* Assignment
The listing should be printed again without a single change.

*** Opening of Data section ***

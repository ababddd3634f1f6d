//! Byte-size parsing and SI rate scaling
//!
//! Command-line size flags accept human-readable sizes like `500GB` or
//! `10Ki`: SI prefixes (K, M, G, T, P) are powers of 10, binary
//! prefixes (Ki, Mi, Gi, Ti, Pi) are powers of 2, with an optional
//! trailing `B`. A string with no unit suffix parses as plain bytes.

use crate::error::{Error, Result};
use regex::Regex;
use std::sync::OnceLock;

fn size_pattern() -> &'static Regex {
    static PATTERN: OnceLock<Regex> = OnceLock::new();
    PATTERN.get_or_init(|| Regex::new(r"^(\d+)([kKMGTP]i?)B?$").unwrap())
}

/// Parse a human-readable byte size into an integer byte count.
pub fn parse_byte_size(arg: &str) -> Result<u64> {
    if let Some(caps) = size_pattern().captures(arg) {
        let value: u64 = caps[1]
            .parse()
            .map_err(|_| Error::CapacityParse(arg.to_string()))?;
        let multiplier = match &caps[2] {
            "k" | "K" => 1_000,
            "M" => 1_000_000,
            "G" => 1_000_000_000,
            "T" => 1_000_000_000_000,
            "P" => 1_000_000_000_000_000,
            "Ki" => 1 << 10,
            "Mi" => 1 << 20,
            "Gi" => 1 << 30,
            "Ti" => 1u64 << 40,
            "Pi" => 1u64 << 50,
            _ => return Err(Error::CapacityParse(arg.to_string())),
        };
        return value
            .checked_mul(multiplier)
            .ok_or_else(|| Error::CapacityParse(arg.to_string()));
    }

    arg.parse()
        .map_err(|_| Error::CapacityParse(arg.to_string()))
}

/// clap value parser hook so `--size 500GB` works on the command line.
pub fn byte_size_value_parser(arg: &str) -> std::result::Result<u64, String> {
    parse_byte_size(arg).map_err(|e| e.to_string())
}

/// SI magnitudes for rate display, largest first, down through the
/// sub-unit prefixes used by the bandwidth monitor.
const SI_SUFFIXES: &[(f64, &str)] = &[
    (1e15, "P"),
    (1e12, "T"),
    (1e9, "G"),
    (1e6, "M"),
    (1e3, "K"),
    (1e0, ""),
    (1e-3, "m"),
    (1e-6, "u"),
    (1e-9, "n"),
    (1e-12, "p"),
    (1e-15, "f"),
];

/// Scale a rate to the first SI magnitude it exceeds, returning the
/// scaled value and the suffix. Rates at or below 1e-15 come back
/// unscaled with an empty suffix.
pub fn scale_rate(rate: f64) -> (f64, &'static str) {
    for &(magnitude, suffix) in SI_SUFFIXES {
        if rate > magnitude {
            return (rate / magnitude, suffix);
        }
    }
    (rate, "")
}

/// Format a throughput as a fixed-width `B/s` cell, e.g. ` 5210.2PB/s`.
pub fn format_rate(rate: f64) -> String {
    let (scaled, suffix) = scale_rate(rate);
    format!("{scaled:5.1}{suffix}B/s")
}

#[cfg(test)]
mod tests {
    use super::*;

    #[test]
    fn test_si_suffixes() {
        assert_eq!(parse_byte_size("500GB").unwrap(), 500_000_000_000);
        assert_eq!(parse_byte_size("500G").unwrap(), 500_000_000_000);
        assert_eq!(parse_byte_size("1K").unwrap(), 1_000);
        assert_eq!(parse_byte_size("1k").unwrap(), 1_000);
        assert_eq!(parse_byte_size("2M").unwrap(), 2_000_000);
        assert_eq!(parse_byte_size("3TB").unwrap(), 3_000_000_000_000);
        assert_eq!(parse_byte_size("1P").unwrap(), 1_000_000_000_000_000);
    }

    #[test]
    fn test_binary_suffixes() {
        assert_eq!(parse_byte_size("1Gi").unwrap(), 1_073_741_824);
        assert_eq!(parse_byte_size("10Ki").unwrap(), 10_240);
        assert_eq!(parse_byte_size("1MiB").unwrap(), 1_048_576);
        assert_eq!(parse_byte_size("2Ti").unwrap(), 2u64 << 40);
        assert_eq!(parse_byte_size("1Pi").unwrap(), 1u64 << 50);
    }

    #[test]
    fn test_plain_integer_fallback() {
        assert_eq!(parse_byte_size("42").unwrap(), 42);
        assert_eq!(parse_byte_size("0").unwrap(), 0);
    }

    #[test]
    fn test_malformed_sizes() {
        assert!(parse_byte_size("").is_err());
        assert!(parse_byte_size("GB").is_err());
        assert!(parse_byte_size("12QB").is_err());
        assert!(parse_byte_size("1.5GB").is_err());
        assert!(parse_byte_size("-1G").is_err());
        // Suffix must terminate the string
        assert!(parse_byte_size("1GBx").is_err());
    }

    #[test]
    fn test_scale_rate() {
        let (rate, suffix) = scale_rate(5_210_200_000_000_000.0);
        assert_eq!(suffix, "P");
        assert!((rate - 5.2102).abs() < 1e-6);

        let (rate, suffix) = scale_rate(1_500.0);
        assert_eq!(suffix, "K");
        assert!((rate - 1.5).abs() < 1e-9);

        let (_, suffix) = scale_rate(0.5);
        assert_eq!(suffix, "m");
    }

    #[test]
    fn test_format_rate() {
        assert_eq!(format_rate(1_500.0), "  1.5KB/s");
        assert_eq!(format_rate(0.0), "  0.0B/s");
    }
}
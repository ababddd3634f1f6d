//! Error types for the swordctl tooling
//!
//! Provides structured error types for the REST client, the interactive
//! shells, the batch provisioning commands, and the generator patchers.

use thiserror::Error;

/// Unified error type for the tooling
#[derive(Error, Debug)]
pub enum Error {
    // =========================================================================
    // Internal Errors
    // =========================================================================
    #[error("Internal error: {0}")]
    Internal(String),

    // =========================================================================
    // REST Client Errors
    // =========================================================================
    #[error("HTTP request error: {0}")]
    Http(#[from] reqwest::Error),

    #[error("HTTP status {status} for {path}")]
    HttpStatus { status: u16, path: String },

    // =========================================================================
    // Shell Errors
    // =========================================================================
    #[error("Usage: {0}")]
    Usage(&'static str),

    #[error("Readline error: {0}")]
    Readline(#[from] rustyline::error::ReadlineError),

    // =========================================================================
    // Telemetry Errors
    // =========================================================================
    #[error("Timestamp parse error: {0}")]
    TimestampParse(String),

    #[error("Metric value is not an integer counter: {0}")]
    MetricValueParse(String),

    // =========================================================================
    // Patcher Errors
    // =========================================================================
    #[error("Patch failed at {file}:{line}: {reason}")]
    Patch {
        file: String,
        line: usize,
        reason: String,
    },

    // =========================================================================
    // Parse Errors
    // =========================================================================
    #[error("Capacity parse error: {0}")]
    CapacityParse(String),

    #[error("JSON parse error: {0}")]
    JsonParse(#[from] serde_json::Error),

    // =========================================================================
    // IO Errors
    // =========================================================================
    #[error("IO error: {0}")]
    Io(#[from] std::io::Error),
}

impl Error {
    /// HTTP failures are reported to the user and, in batch commands,
    /// turn into a process exit of 1.
    pub fn is_http_failure(&self) -> bool {
        matches!(self, Error::Http(_) | Error::HttpStatus { .. })
    }

    /// Usage errors abort the current shell command without side effects.
    pub fn is_usage(&self) -> bool {
        matches!(self, Error::Usage(_) | Error::CapacityParse(_))
    }
}

/// Result type alias for the tooling
pub type Result<T> = std::result::Result<T, Error>;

*** Close of Data section ***

* Answer below
repository ababddd3634f1f6d
//! Byte-size parsing and SI rate scaling
//!
//! Command-line size flags accept human-readable sizes like `500GB` or
//! `10Ki`: SI prefixes (K, M, G, T, P) are powers of 10, binary
//! prefixes (Ki, Mi, Gi, Ti, Pi) are powers of 2, with an optional
//! trailing `B`. A string with no unit suffix parses as plain bytes.

use crate::error::{Error, Result};
use regex::Regex;
use std::sync::OnceLock;

fn size_pattern() -> &'static Regex {
    static PATTERN: OnceLock<Regex> = OnceLock::new();
    PATTERN.get_or_init(|| Regex::new(r"^(\d+)([kKMGTP]i?)B?$").unwrap())
}

/// Parse a human-readable byte size into an integer byte count.
pub fn parse_byte_size(arg: &str) -> Result<u64> {
    if let Some(caps) = size_pattern().captures(arg) {
        let value: u64 = caps[1]
            .parse()
            .map_err(|_| Error::CapacityParse(arg.to_string()))?;
        let multiplier = match &caps[2] {
            "k" | "K" => 1_000,
            "M" => 1_000_000,
            "G" => 1_000_000_000,
            "T" => 1_000_000_000_000,
            "P" => 1_000_000_000_000_000,
            "Ki" => 1 << 10,
            "Mi" => 1 << 20,
            "Gi" => 1 << 30,
            "Ti" => 1u64 << 40,
            "Pi" => 1u64 << 50,
            _ => return Err(Error::CapacityParse(arg.to_string())),
        };
        return value
            .checked_mul(multiplier)
            .ok_or_else(|| Error::CapacityParse(arg.to_string()));
    }

    arg.parse()
        .map_err(|_| Error::CapacityParse(arg.to_string()))
}

/// clap value parser hook so `--size 500GB` works on the command line.
pub fn byte_size_value_parser(arg: &str) -> std::result::Result<u64, String> {
    parse_byte_size(arg).map_err(|e| e.to_string())
}

/// SI magnitudes for rate display, largest first, down through the
/// sub-unit prefixes used by the bandwidth monitor.
const SI_SUFFIXES: &[(f64, &str)] = &[
    (1e15, "P"),
    (1e12, "T"),
    (1e9, "G"),
    (1e6, "M"),
    (1e3, "K"),
    (1e0, ""),
    (1e-3, "m"),
    (1e-6, "u"),
    (1e-9, "n"),
    (1e-12, "p"),
    (1e-15, "f"),
];

/// Scale a rate to the first SI magnitude it exceeds, returning the
/// scaled value and the suffix. Rates at or below 1e-15 come back
/// unscaled with an empty suffix.
pub fn scale_rate(rate: f64) -> (f64, &'static str) {
    for &(magnitude, suffix) in SI_SUFFIXES {
        if rate > magnitude {
            return (rate / magnitude, suffix);
        }
    }
    (rate, "")
}

/// Format a throughput as a fixed-width `B/s` cell, e.g. ` 5210.2PB/s`.
pub fn format_rate(rate: f64) -> String {
    let (scaled, suffix) = scale_rate(rate);
    format!("{scaled:5.1}{suffix}B/s")
}

#[cfg(test)]
mod tests {
    use super::*;

    #[test]
    fn test_si_suffixes() {
        assert_eq!(parse_byte_size("500GB").unwrap(), 500_000_000_000);
        assert_eq!(parse_byte_size("500G").unwrap(), 500_000_000_000);
        assert_eq!(parse_byte_size("1K").unwrap(), 1_000);
        assert_eq!(parse_byte_size("1k").unwrap(), 1_000);
        assert_eq!(parse_byte_size("2M").unwrap(), 2_000_000);
        assert_eq!(parse_byte_size("3TB").unwrap(), 3_000_000_000_000);
        assert_eq!(parse_byte_size("1P").unwrap(), 1_000_000_000_000_000);
    }

    #[test]
    fn test_binary_suffixes() {
        assert_eq!(parse_byte_size("1Gi").unwrap(), 1_073_741_824);
        assert_eq!(parse_byte_size("10Ki").unwrap(), 10_240);
        assert_eq!(parse_byte_size("1MiB").unwrap(), 1_048_576);
        assert_eq!(parse_byte_size("2Ti").unwrap(), 2u64 << 40);
        assert_eq!(parse_byte_size("1Pi").unwrap(), 1u64 << 50);
    }

    #[test]
    fn test_plain_integer_fallback() {
        assert_eq!(parse_byte_size("42").unwrap(), 42);
        assert_eq!(parse_byte_size("0").unwrap(), 0);
    }

    #[test]
    fn test_malformed_sizes() {
        assert!(parse_byte_size("").is_err());
        assert!(parse_byte_size("GB").is_err());
        assert!(parse_byte_size("12QB").is_err());
        assert!(parse_byte_size("1.5GB").is_err());
        assert!(parse_byte_size("-1G").is_err());
        // Suffix must terminate the string
        assert!(parse_byte_size("1GBx").is_err());
    }

    #[test]
    fn test_scale_rate() {
        let (rate, suffix) = scale_rate(5_210_200_000_000_000.0);
        assert_eq!(suffix, "P");
        assert!((rate - 5.2102).abs() < 1e-6);

        let (rate, suffix) = scale_rate(1_500.0);
        assert_eq!(suffix, "K");
        assert!((rate - 1.5).abs() < 1e-9);

        let (_, suffix) = scale_rate(0.5);
        assert_eq!(suffix, "m");
    }

    #[test]
    fn test_format_rate() {
        assert_eq!(format_rate(1_500.0), "  1.5KB/s");
        assert_eq!(format_rate(0.0), "  0.0B/s");
    }
}
repository ababddd3634f1f6d
//! Error types for the swordctl tooling
//!
//! Provides structured error types for the REST client, the interactive
//! shells, the batch provisioning commands, and the generator patchers.

use thiserror::Error;

/// Unified error type for the tooling
#[derive(Error, Debug)]
pub enum Error {
    // =========================================================================
    // Internal Errors
    // =========================================================================
    #[error("Internal error: {0}")]
    Internal(String),

    // =========================================================================
    // REST Client Errors
    // =========================================================================
    #[error("HTTP request error: {0}")]
    Http(#[from] reqwest::Error),

    #[error("HTTP status {status} for {path}")]
    HttpStatus { status: u16, path: String },

    // =========================================================================
    // Shell Errors
    // =========================================================================
    #[error("Usage: {0}")]
    Usage(&'static str),

    #[error("Readline error: {0}")]
    Readline(#[from] rustyline::error::ReadlineError),

    // =========================================================================
    // Telemetry Errors
    // =========================================================================
    #[error("Timestamp parse error: {0}")]
    TimestampParse(String),

    #[error("Metric value is not an integer counter: {0}")]
    MetricValueParse(String),

    // =========================================================================
    // Patcher Errors
    // =========================================================================
    #[error("Patch failed at {file}:{line}: {reason}")]
    Patch {
        file: String,
        line: usize,
        reason: String,
    },

    // =========================================================================
    // Parse Errors
    // =========================================================================
    #[error("Capacity parse error: {0}")]
    CapacityParse(String),

    #[error("JSON parse error: {0}")]
    JsonParse(#[from] serde_json::Error),

    // =========================================================================
    // IO Errors
    // =========================================================================
    #[error("IO error: {0}")]
    Io(#[from] std::io::Error),
}

impl Error {
    /// HTTP failures are reported to the user and, in batch commands,
    /// turn into a process exit of 1.
    pub fn is_http_failure(&self) -> bool {
        matches!(self, Error::Http(_) | Error::HttpStatus { .. })
    }

    /// Usage errors abort the current shell command without side effects.
    pub fn is_usage(&self) -> bool {
        matches!(self, Error::Usage(_) | Error::CapacityParse(_))
    }
}

/// Result type alias for the tooling
pub type Result<T> = std::result::Result<T, Error>;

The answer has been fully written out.